LCLS-II is a free electron laser (FEL) facility based on a high-repetition-rate electron gun and a superconducting linear accelerator feeding multiple FELs. Building this next-generation light source will require the collaborators to meet state-of-the-art challenges in accelerator physics and technology from end to end.

The LCLS-II project achieved Department of Energy Critical Decision One (CD-1, approval of alternative selection and cost range) in August of 2014, after having received a CD-0 decision (statement of mission need) in 2013. The collaboration is currently preparing for a CD-2/3 review (approval of performance baseline and of start of construction) in late calendar 2015, in pursuit of a schedule that should provide first light to experiments in late 2019.

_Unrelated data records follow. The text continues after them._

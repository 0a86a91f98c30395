#![allow(dead_code)]

use chrono::{Datelike, Duration, NaiveDate, Weekday};
use dcasim::cli::RunSettings;
use dcasim::domain::error::DcaError;
use dcasim::domain::price_series::PriceSeries;
use dcasim::domain::simulation::{Purchase, SimulationReport};
use dcasim::domain::strategy::Strategy;
use dcasim::ports::data_port::PriceDataPort;
use dcasim::ports::progress_port::SimulationObserver;
use std::cell::RefCell;
use std::collections::HashMap;
use std::path::PathBuf;

pub struct MockPriceDataPort {
    pub data: HashMap<String, PriceSeries>,
}

impl MockPriceDataPort {
    pub fn new() -> Self {
        Self {
            data: HashMap::new(),
        }
    }

    pub fn with_series(mut self, security: &str, series: PriceSeries) -> Self {
        self.data.insert(security.to_string(), series);
        self
    }
}

impl PriceDataPort for MockPriceDataPort {
    fn fetch_closing_prices(&self, security: &str) -> Result<PriceSeries, DcaError> {
        self.data
            .get(security)
            .cloned()
            .ok_or_else(|| DcaError::DataUnavailable {
                security: security.to_string(),
                path: PathBuf::from(format!("{}_data_full.json", security.to_lowercase())),
                remediation: "generate the cache file first".to_string(),
            })
    }
}

/// Observer that keeps every notification for later assertions.
#[derive(Default)]
pub struct RecordingObserver {
    pub purchases: RefCell<Vec<Purchase>>,
    pub reports: RefCell<Vec<SimulationReport>>,
}

impl SimulationObserver for RecordingObserver {
    fn on_purchase(&self, purchase: &Purchase) {
        self.purchases.borrow_mut().push(purchase.clone());
    }

    fn on_complete(&self, report: &SimulationReport) {
        self.reports.borrow_mut().push(report.clone());
    }
}

pub fn date(y: i32, m: u32, d: u32) -> NaiveDate {
    NaiveDate::from_ymd_opt(y, m, d).unwrap()
}

pub fn is_weekend(d: NaiveDate) -> bool {
    matches!(d.weekday(), Weekday::Sat | Weekday::Sun)
}

/// Every weekday in `[start, end]`.
pub fn weekdays(start: NaiveDate, end: NaiveDate) -> Vec<NaiveDate> {
    let mut days = Vec::new();
    let mut d = start;
    while d <= end {
        if !is_weekend(d) {
            days.push(d);
        }
        d += Duration::days(1);
    }
    days
}

/// Weekday series whose price rises linearly from `first_price` to `last_price`.
pub fn linear_weekday_series(
    start: NaiveDate,
    end: NaiveDate,
    first_price: f64,
    last_price: f64,
) -> PriceSeries {
    let days = weekdays(start, end);
    let steps = (days.len().max(2) - 1) as f64;
    PriceSeries::new(
        days.iter()
            .enumerate()
            .map(|(i, d)| (*d, first_price + (last_price - first_price) * i as f64 / steps)),
    )
    .unwrap()
}

pub fn flat_weekday_series(start: NaiveDate, end: NaiveDate, price: f64) -> PriceSeries {
    linear_weekday_series(start, end, price, price)
}

pub fn sample_settings(security: &str) -> RunSettings {
    RunSettings {
        security: security.to_string(),
        data_dir: PathBuf::from("."),
        purchase_amount: 100.0,
        strategies: Strategy::ALL.to_vec(),
        start_date: None,
        end_date: None,
        verbose: false,
    }
}

/// `ExitCode` has no `PartialEq`, so compare through its `Debug` output.
pub fn assert_exit_code(actual: std::process::ExitCode, expected: u8) {
    assert_eq!(
        format!("{actual:?}"),
        format!("{:?}", std::process::ExitCode::from(expected)),
        "unexpected exit code"
    );
}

LBNL has crucial responsibilities in the LCLS-II project, including two major deliverables: the injector source and the two FEL undulator arrays, one each for hard and soft X rays. The LCLS-II injector is based on APEX, the Advanced Photo-Injector Experiment, in which we are developing the extraordinarily demanding electron gun that will be needed by next-generation light sources. LBNL is also developing the hard- and soft-X-ray undulator arrays. We contribute as well to accelerator physics and technology studies in beam dynamics, FEL design, low-level RF, and management and integration of cryogenics systems.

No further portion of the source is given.